Complètement dépassés, ces codes ne sont pas nouveaux, tout le monde les connaît : quand vous arrivez dans ce type de structure en tant que junior, vous êtes écrasés par la hiérarchie, votre avis ne sert à rien — vous êtes clairement tout en bas de la chaîne alimentaire. On vous explique que sans expérience vous n’êtes rien, et que vous allez devoir travailler dur pendant trois, quatre, cinq ans avant de pouvoir accéder au stade du dessus, celui du sacro-saint “Manager”. Une fois que vous aurez atteint ce niveau, ce sera ensuite à vous d’écraser les nouveaux venus, et ainsi de suite…

Ce modèle-là, les nouveaux entrants dans le monde du travail n’en veulent plus et ils ont bien raison : quelle idée de vouloir garder ce qui n’a pas fonctionné dans tous ces grands groupes, qui ont créé des systèmes complètement monolithiques hyper pyramidaux où l’on écrase les gens ? Ce rejet me semble tout à fait logique, naturel même.

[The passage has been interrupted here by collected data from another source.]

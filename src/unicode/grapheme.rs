//! Grapheme cluster classification.
//!
//! Text entering a buffer is cut into grapheme clusters with
//! `unicode-segmentation`; clusters that render as a single emoji are kept
//! together so the buffer can store them as one atomic unit.

use unicode_segmentation::UnicodeSegmentation;

/// Storage placeholder for an emoji unit.
pub const EMOJI_PLACEHOLDER: char = '\u{E000}';

/// Object replacement character; storage placeholder for an embedded object
/// and the first character of its visible text.
pub const OBJECT_REPLACEMENT: char = '\u{FFFC}';

const ZERO_WIDTH_JOINER: char = '\u{200D}';
const VARIATION_SELECTOR_16: char = '\u{FE0F}';
const COMBINING_KEYCAP: char = '\u{20E3}';

/// BMP code points with default emoji presentation.
const BMP_EMOJI: &[(u32, u32)] = &[
    (0x231A, 0x231B),
    (0x23E9, 0x23EC),
    (0x23F0, 0x23F0),
    (0x23F3, 0x23F3),
    (0x25FD, 0x25FE),
    (0x2614, 0x2615),
    (0x2648, 0x2653),
    (0x267F, 0x267F),
    (0x2693, 0x2693),
    (0x26A1, 0x26A1),
    (0x26AA, 0x26AB),
    (0x26BD, 0x26BE),
    (0x26C4, 0x26C5),
    (0x26CE, 0x26CE),
    (0x26D4, 0x26D4),
    (0x26EA, 0x26EA),
    (0x26F2, 0x26F3),
    (0x26F5, 0x26F5),
    (0x26FA, 0x26FA),
    (0x26FD, 0x26FD),
    (0x2705, 0x2705),
    (0x270A, 0x270B),
    (0x2728, 0x2728),
    (0x274C, 0x274C),
    (0x274E, 0x274E),
    (0x2753, 0x2755),
    (0x2757, 0x2757),
    (0x2795, 0x2797),
    (0x27B0, 0x27B0),
    (0x27BF, 0x27BF),
    (0x2B1B, 0x2B1C),
    (0x2B50, 0x2B50),
    (0x2B55, 0x2B55),
];

/// Check whether a code point is pictographic (may take part in an emoji
/// sequence when joined or followed by VS16).
#[must_use]
pub fn is_pictographic(c: char) -> bool {
    let cp = u32::from(c);
    matches!(cp, 0x1F000..=0x1FAFF | 0x2600..=0x27BF | 0x2300..=0x23FF | 0x2B00..=0x2BFF)
        || cp == 0x00A9
        || cp == 0x00AE
        || cp == 0x203C
        || cp == 0x2049
        || cp == 0x2122
        || cp == 0x2139
}

fn has_default_emoji_presentation(c: char) -> bool {
    let cp = u32::from(c);
    if (0x1F000..=0x1FAFF).contains(&cp) {
        return true;
    }
    BMP_EMOJI
        .iter()
        .any(|&(lo, hi)| (lo..=hi).contains(&cp))
}

/// Check whether a grapheme cluster renders as a single emoji.
///
/// Covers default-presentation emoji, VS16 sequences, keycaps, flags
/// (regional indicator pairs), skin-tone modifiers and ZWJ sequences.
#[must_use]
pub fn is_emoji(grapheme: &str) -> bool {
    let mut chars = grapheme.chars();
    let Some(first) = chars.next() else {
        return false;
    };
    if has_default_emoji_presentation(first) {
        return true;
    }
    grapheme.chars().any(|c| {
        c == VARIATION_SELECTOR_16
            || c == COMBINING_KEYCAP
            || (c == ZERO_WIDTH_JOINER && is_pictographic(first))
    })
}

/// Iterate over grapheme clusters with byte indices.
pub fn grapheme_indices(s: &str) -> impl Iterator<Item = (usize, &str)> {
    s.grapheme_indices(true)
}

/// Number of grapheme clusters in a string.
#[must_use]
pub fn grapheme_count(s: &str) -> usize {
    s.graphemes(true).count()
}

#[cfg(test)]
mod tests {
    use super::*;

    #[test]
    fn test_simple_emoji() {
        assert!(is_emoji("😀"));
        assert!(is_emoji("🎉"));
        assert!(is_emoji("⭐"));
    }

    #[test]
    fn test_sequences() {
        // Family emoji (ZWJ sequence)
        assert!(is_emoji("👨‍👩‍👧"));
        // Heart with VS16
        assert!(is_emoji("❤️"));
        // Keycap
        assert!(is_emoji("1️⃣"));
        // Flag
        assert!(is_emoji("🇺🇸"));
        // Skin tone modifier
        assert!(is_emoji("👍🏽"));
    }

    #[test]
    fn test_not_emoji() {
        assert!(!is_emoji("a"));
        assert!(!is_emoji("é"));
        assert!(!is_emoji("e\u{0301}"));
        assert!(!is_emoji("中"));
        // Text-presentation heart without VS16
        assert!(!is_emoji("❤"));
        assert!(!is_emoji(""));
    }

    #[test]
    fn test_grapheme_count() {
        assert_eq!(grapheme_count("a👨‍👩‍👧b"), 3);
        assert_eq!(grapheme_count("e\u{0301}"), 1);
    }
}
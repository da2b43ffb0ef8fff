//! Row/column addressing over a table-decorated paragraph.
//!
//! A table is stored as one paragraph whose cells are separated by
//! [`TABLE_SEPARATOR`] in row-major order, so a `rows x columns` table holds
//! `rows * columns - 1` separators. Short tables read the missing trailing
//! cells as empty; surplus separators stay inside the last cell.

use crate::text::fragment::FragmentContent;
use crate::text::piece_table::PieceTable;
use std::ops::Range;
use tracing::{trace, warn};

/// Zero-width separator between table cells (U+2063 INVISIBLE SEPARATOR).
pub const TABLE_SEPARATOR: char = '\u{2063}';

/// Where to add a column or row relative to the current one.
#[derive(Clone, Copy, Debug, Default, PartialEq, Eq, Hash)]
pub enum Direction {
    #[default]
    Before,
    After,
}

/// One cell: its internal range in the document and visible text.
#[derive(Clone, Debug, PartialEq, Eq)]
pub struct Cell {
    pub range: Range<usize>,
    pub text: String,
}

/// A parsed table snapshot. Produced from a [`PieceTable`] and detached
/// from it; re-create after edits.
#[derive(Clone, Debug, PartialEq, Eq)]
pub struct Table {
    start: usize,
    end: usize,
    rows: usize,
    columns: usize,
    cells: Vec<Cell>,
}

impl Table {
    /// Parse the table starting at internal offset `paragraph_start`.
    ///
    /// The table runs to the end of the paragraph. Zero dimensions are
    /// treated as one; dimensions far beyond the parsed cells are clamped.
    #[must_use]
    pub fn new(table: &PieceTable, paragraph_start: usize, rows: usize, columns: usize) -> Self {
        if rows == 0 || columns == 0 {
            warn!(rows, columns, "degenerate table dimensions, using at least 1x1");
        }
        let start = paragraph_start.min(table.internal_len());

        let mut segments: Vec<Cell> = Vec::new();
        let mut current = Cell {
            range: start..start,
            text: String::new(),
        };
        let mut end = table.internal_len();
        'walk: for fragment in table.fragments(start..table.internal_len()) {
            match fragment.content {
                FragmentContent::Text(text) => {
                    let mut offset = fragment.range.start;
                    for ch in text.chars() {
                        match ch {
                            '\n' => {
                                end = offset;
                                break 'walk;
                            }
                            TABLE_SEPARATOR => {
                                current.range.end = offset;
                                let next = Cell {
                                    range: offset + 1..offset + 1,
                                    text: String::new(),
                                };
                                segments.push(std::mem::replace(&mut current, next));
                            }
                            _ => current.text.push(ch),
                        }
                        offset += 1;
                    }
                }
                _ => current.text.push_str(&fragment.external_text()),
            }
        }
        current.range.end = end;
        segments.push(current);

        let (rows, columns) = fit_dimensions(rows.max(1), columns.max(1), segments.len());
        let count = rows * columns;
        if segments.len() != count {
            trace!(
                expected = count,
                found = segments.len(),
                "table cell count mismatch"
            );
        }
        let cells = normalize_cells(segments, count, end);
        Self {
            start,
            end,
            rows,
            columns,
            cells,
        }
    }

    /// Number of rows.
    #[must_use]
    pub const fn rows(&self) -> usize {
        self.rows
    }

    /// Number of columns.
    #[must_use]
    pub const fn columns(&self) -> usize {
        self.columns
    }

    /// Internal range of the table text, excluding the paragraph newline.
    #[must_use]
    pub const fn range(&self) -> Range<usize> {
        self.start..self.end
    }

    /// Cells in row-major order.
    #[must_use]
    pub fn cells(&self) -> &[Cell] {
        &self.cells
    }

    /// Cell at a row and column.
    #[must_use]
    pub fn cell(&self, row: usize, column: usize) -> Option<&Cell> {
        if row >= self.rows || column >= self.columns {
            return None;
        }
        self.cells.get(row * self.columns + column)
    }

    /// Absolute internal offset of each cell start in row-major order, plus
    /// the end of the table as a final sentinel.
    #[must_use]
    pub fn table_positions(&self) -> Vec<usize> {
        self.cells
            .iter()
            .map(|cell| cell.range.start)
            .chain(std::iter::once(self.end))
            .collect()
    }

    /// Row containing an internal offset. Offsets outside the table clamp to
    /// the first or last cell.
    #[must_use]
    pub fn current_row(&self, offset: usize) -> usize {
        self.cell_index(offset) / self.columns
    }

    /// Column containing an internal offset.
    #[must_use]
    pub fn current_column(&self, offset: usize) -> usize {
        self.cell_index(offset) % self.columns
    }

    fn cell_index(&self, offset: usize) -> usize {
        // A separator belongs to the cell it closes.
        let index = self
            .cells
            .partition_point(|cell| cell.range.start <= offset);
        index.saturating_sub(1)
    }

    /// Table text with an empty column added next to the one containing
    /// `offset`.
    #[must_use]
    pub fn add_column_and_get_table_text(&self, offset: usize, direction: Direction) -> String {
        let column = match direction {
            Direction::Before => self.current_column(offset),
            Direction::After => self.current_column(offset) + 1,
        };
        let mut grid = self.grid();
        for row in &mut grid {
            row.insert(column, "");
        }
        join(&grid)
    }

    /// Table text without the column containing `offset`.
    #[must_use]
    pub fn remove_column_and_get_text(&self, offset: usize) -> String {
        let column = self.current_column(offset);
        let mut grid = self.grid();
        for row in &mut grid {
            row.remove(column);
        }
        join(&grid)
    }

    /// Table text with an empty row added next to the one containing
    /// `offset`.
    #[must_use]
    pub fn add_row_and_get_table_text(&self, offset: usize, direction: Direction) -> String {
        let row = match direction {
            Direction::Before => self.current_row(offset),
            Direction::After => self.current_row(offset) + 1,
        };
        let mut grid = self.grid();
        grid.insert(row, vec![""; self.columns]);
        join(&grid)
    }

    /// Table text without the row containing `offset`.
    #[must_use]
    pub fn remove_row_and_get_text(&self, offset: usize) -> String {
        let row = self.current_row(offset);
        let mut grid = self.grid();
        grid.remove(row);
        join(&grid)
    }

    fn grid(&self) -> Vec<Vec<&str>> {
        self.cells
            .chunks(self.columns)
            .map(|row| row.iter().map(|cell| cell.text.as_str()).collect())
            .collect()
    }
}

/// Clamp declared dimensions to what the parsed text can fill.
///
/// A row may be at most one cell wider than the parsed cell count, and the
/// grid may miss at most one row of cells. Anything larger is re-laid out
/// over the parsed cells.
fn fit_dimensions(rows: usize, columns: usize, parsed: usize) -> (usize, usize) {
    let fits = columns <= parsed + 1
        && rows
            .checked_mul(columns)
            .is_some_and(|count| count <= parsed + columns);
    if fits {
        return (rows, columns);
    }
    let fitted_columns = columns.min(parsed);
    let fitted_rows = parsed.div_ceil(fitted_columns);
    warn!(
        rows,
        columns,
        parsed,
        fitted_rows,
        fitted_columns,
        "table dimensions exceed parsed cells"
    );
    (fitted_rows, fitted_columns)
}

/// Fit parsed segments to exactly `count` cells.
fn normalize_cells(mut segments: Vec<Cell>, count: usize, end: usize) -> Vec<Cell> {
    if segments.len() > count {
        let surplus = segments.split_off(count);
        if let Some(last) = segments.last_mut() {
            for cell in surplus {
                last.text.push(TABLE_SEPARATOR);
                last.text.push_str(&cell.text);
                last.range.end = cell.range.end;
            }
        }
    }
    while segments.len() < count {
        segments.push(Cell {
            range: end..end,
            text: String::new(),
        });
    }
    segments
}

fn join(grid: &[Vec<&str>]) -> String {
    let separator = TABLE_SEPARATOR.to_string();
    grid.iter()
        .flatten()
        .copied()
        .collect::<Vec<_>>()
        .join(&separator)
}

Le résultat direct de ce management désastreux, c’est que les jeunes d’aujourd’hui ne veulent plus aller dans ces organisations, ils veulent être entrepreneurs, travailler dans une start-up, ou alors inventer de nouveaux modèles, ce qu’ils essayent de faire chez nous.

…et revisiter le mythe de « l’entrepreneur cool »

Mais le grand challenge de cette génération, c’est surtout de ne pas être sacrifiée sur l’autel de « l’entrepreneur cool », à travailler sans salaire pour sa start-up en enrichissant au passage ses VC et autres patrons d’incubateurs peu scrupuleux. Parce qu’on dit toujours qu’il faut de l’expérience, avant d’être payé correctement. Je n’en suis pas persuadé. Pourquoi faudrait-il de l’expérience à tout prix ? Comme si l’expérience faisait tout. Pourtant, il n’y a pas besoin d’attendre que les années fassent effet pour que les gens progressent. Ils progressent tout seuls, apprennent, s’entraident… Il faut surtout un bon encadrement et un maximum de responsabilités. Mark Zuckerberg a créé Facebook alors qu’il n’avait que 20 ans, et ça, ils l’ont bien intégré ! Ce qu’on appelle l’expérience, c’est — malheureusement — trop souvent une salle d’attente mise en place par des middle-managers médiocres.

Un épiphénomène ?

Contrairement à ce qu’affirment certains, je ne pense pas qu’il s’agisse d’un épiphénomène. C’est une vraie tendance à laquelle nous assistons ici. Le gouvernement français est aujourd’hui en partie composé de trentenaires. On est en droit de penser qu’il s’agit d’une évolution des mentalités. Voire d’une révolution, même. C’est beaucoup plus que cette mode, le « c’est cool d’être entrepreneur », beaucoup plus profond. Cette nouvelle génération a envie de sens, elle a envie d’agir, de bouleverser les codes, parce qu’elle a vu ses parents, grands frères et grandes sœurs se faire écraser et être malheureux comme des pierres, elle a vu ses parents se faire virer à 45 ans et ne plus trouver de boulot, et puis essayer désespérément de commencer une carrière de freelance à 50 ans — n’est pas Jacques Attali qui veut…

Un nouvel espoir

Ce switch générationnel a 5 ans, grand maximum. Et ça se voit lorsque l’on analyse la popularité des majeures entrepreneurs et digital d’HEC, qui ont un succès incroyable, comparativement aux majeures historiques que sont la finance et l’audit. Plus qu’une fascination des jeunes pour la Silicon Valley — qui, certes, existe — c’est pour moi surtout la preuve d’une volonté de prendre son destin en main, d’essayer d’inventer un nouveau modèle, de jouer avec de nouvelles règles. Ces pionniers, qui ont compris que la valeur n’attend pas le nombre des années, remettent en cause le status quo — et ça nous fait du bien. C’est rassurant même. C’est un message d’espoir incroyable.